● **ACTIVITY**: Please start at the first line of the records beneath and quote each line exactly, ending with the line containing "pub mod render;".

● **Saved data entries**:
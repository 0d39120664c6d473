use clap::{CommandFactory, Parser};

pub const KEYS: &str = "\
Keys:
  ENTER - step
  LMB   - flip state (hold and drag to paint)
  R     - randomize
  C     - clear
  ESC   - quit";

#[derive(Parser, Debug, PartialEq, Eq)]
#[command(name = "pixel-life", about = "Conway's Game of Life", after_help = KEYS)]
pub struct Cli {
    /// Grid width in cells
    #[arg(value_parser = clap::value_parser!(u32).range(1..))]
    pub width: u32,

    /// Grid height in cells
    #[arg(value_parser = clap::value_parser!(u32).range(1..))]
    pub height: u32,
}

impl Cli {
    /// Parse the process arguments. Help requests print and exit 0; anything
    /// else that fails prints the usage and exits 1.
    pub fn parse_or_exit() -> Self {
        match Self::try_parse() {
            Ok(cli) => cli,
            Err(err) if !err.use_stderr() => err.exit(),
            Err(err) => {
                eprintln!("{err}");
                eprintln!("{}", Self::command().render_usage());
                eprintln!("{KEYS}");
                std::process::exit(1);
            }
        }
    }
}
mod brush;
pub mod cli;
mod config;
mod error;
mod life;
mod pacing;
pub mod render;

use log::{debug, error, info};
use pixels::{Pixels, SurfaceTexture};
use winit::dpi::LogicalSize;
use winit::event::{Event, WindowEvent};
use winit::event_loop::{EventLoop, EventLoopWindowTarget};
use winit::keyboard::KeyCode;
use winit::window::{Window, WindowBuilder};
use winit_input_helper::WinitInputHelper;

use crate::brush::{Brush, Stroke};

pub use crate::config::{Config, Palette, TITLE};
pub use crate::error::{log_error, Error};
pub use crate::life::{generate_seed, Grid, GridError, Life, Rule};
pub use crate::pacing::FramePacer;

const LEFT_BUTTON: usize = 0;

/// Open a window over a `width` by `height` grid and run until it is closed.
pub fn run(width: usize, height: usize, config: Config) -> Result<(), Error> {
    config.validate()?;
    let scale = config.cell_scale;
    let (buffer_width, buffer_height) = render::buffer_size(width, height, scale)
        .ok_or(Error::Viewport {
            width,
            height,
            scale,
        })?;
    let life = Life::new(width, height, config.rule)?;

    let event_loop = EventLoop::new()?;
    let window = {
        let size = LogicalSize::new(
            buffer_width as f64 * config.window_zoom,
            buffer_height as f64 * config.window_zoom,
        );
        WindowBuilder::new()
            .with_title(TITLE)
            .with_inner_size(size)
            .build(&event_loop)?
    };

    let pixels = {
        let window_size = window.inner_size();
        let surface_texture = SurfaceTexture::new(window_size.width, window_size.height, &window);
        Pixels::new(buffer_width, buffer_height, surface_texture)?
    };

    info!("running a {width}x{height} grid in a {buffer_width}x{buffer_height} buffer");
    let mut state = State::new(window, pixels, life, config);
    event_loop.run(|event, elwt| state.handle_event(&event, elwt))?;
    info!("closed after {} generations", state.life.generation());

    match state.failure.take() {
        Some(err) => Err(err),
        None => Ok(()),
    }
}

struct State {
    // Dropped before the window it draws into.
    pixels: Pixels,
    window: Window,
    input: WinitInputHelper,
    life: Life,
    pacer: FramePacer,
    config: Config,
    brush: Brush,
    failure: Option<Error>,
}

impl State {
    fn new(window: Window, pixels: Pixels, life: Life, config: Config) -> Self {
        Self {
            pixels,
            window,
            input: WinitInputHelper::new(),
            life,
            pacer: FramePacer::new(config.frame_rate),
            config,
            brush: Brush::default(),
            failure: None,
        }
    }

    fn handle_event(&mut self, event: &Event<()>, elwt: &EventLoopWindowTarget<()>) {
        // The one and only event that winit_input_helper doesn't have for us...
        if let Event::WindowEvent {
            event: WindowEvent::RedrawRequested,
            ..
        } = event
        {
            render::draw(
                self.life.grid(),
                self.pixels.frame_mut(),
                self.config.cell_scale,
                &self.config.palette,
            );
            if let Err(err) = self.pixels.render() {
                self.fail("pixels.render", err.into(), elwt);
                return;
            }
            self.pacer.delay();
        }

        // `update` returns true once every pending event has been seen.
        if self.input.update(event) {
            self.update(elwt);
        }
    }

    fn update(&mut self, elwt: &EventLoopWindowTarget<()>) {
        if self.input.key_pressed(KeyCode::Escape) || self.input.close_requested() {
            info!("close requested");
            elwt.exit();
            return;
        }

        if let Some(size) = self.input.window_resized() {
            if let Err(err) = self.pixels.resize_surface(size.width, size.height) {
                self.fail("pixels.resize_surface", err.into(), elwt);
                return;
            }
        }

        if self.input.key_pressed_os(KeyCode::Enter)
            || self.input.key_pressed_os(KeyCode::NumpadEnter)
        {
            self.life.step();
            debug!("running at {:.1} fps", self.pacer.fps());
        }
        if self.input.key_pressed(KeyCode::KeyR) {
            if let Err(err) = self.life.randomize() {
                error!("could not seed the randomizer: {err}");
            }
        }
        if self.input.key_pressed(KeyCode::KeyC) {
            self.life.clear();
        }

        self.handle_mouse();
        self.window.request_redraw();
    }

    fn handle_mouse(&mut self) {
        let Some((mx, my)) = self.input.cursor() else {
            return;
        };
        let (dx, dy) = self.input.cursor_diff();
        let press_pos = self.pixels.window_pos_to_pixel((mx, my));

        let stroke = Stroke {
            pressed: self.input.mouse_pressed(LEFT_BUTTON),
            press_cell: render::click_cell(press_pos, self.config.cell_scale, self.life.grid()),
            held: self.input.mouse_held(LEFT_BUTTON),
            from: self.cell_under((mx - dx, my - dy)),
            to: self.cell_under((mx, my)),
        };
        self.brush.apply(&mut self.life, &stroke);
    }

    fn cell_under(&self, pos: (f32, f32)) -> (isize, isize) {
        let pixel = match self.pixels.window_pos_to_pixel(pos) {
            Ok((x, y)) => (x as isize, y as isize),
            Err(pixel) => pixel,
        };
        render::cell_at(pixel, self.config.cell_scale)
    }

    fn fail(&mut self, method_name: &str, err: Error, elwt: &EventLoopWindowTarget<()>) {
        error!("{method_name}() failed, closing");
        self.failure = Some(err);
        elwt.exit();
    }
}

● **EXERCISE RESULT**:
repository 0d39120664c6d473
use clap::{CommandFactory, Parser};

pub const KEYS: &str = "\
Keys:
  ENTER - step
  LMB   - flip state (hold and drag to paint)
  R     - randomize
  C     - clear
  ESC   - quit";

#[derive(Parser, Debug, PartialEq, Eq)]
#[command(name = "pixel-life", about = "Conway's Game of Life", after_help = KEYS)]
pub struct Cli {
    /// Grid width in cells
    #[arg(value_parser = clap::value_parser!(u32).range(1..))]
    pub width: u32,

    /// Grid height in cells
    #[arg(value_parser = clap::value_parser!(u32).range(1..))]
    pub height: u32,
}

impl Cli {
    /// Parse the process arguments. Help requests print and exit 0; anything
    /// else that fails prints the usage and exits 1.
    pub fn parse_or_exit() -> Self {
        match Self::try_parse() {
            Ok(cli) => cli,
            Err(err) if !err.use_stderr() => err.exit(),
            Err(err) => {
                eprintln!("{err}");
                eprintln!("{}", Self::command().render_usage());
                eprintln!("{KEYS}");
                std::process::exit(1);
            }
        }
    }
}
mod brush;
pub mod cli;
mod config;
mod error;
mod life;
mod pacing;
pub mod render;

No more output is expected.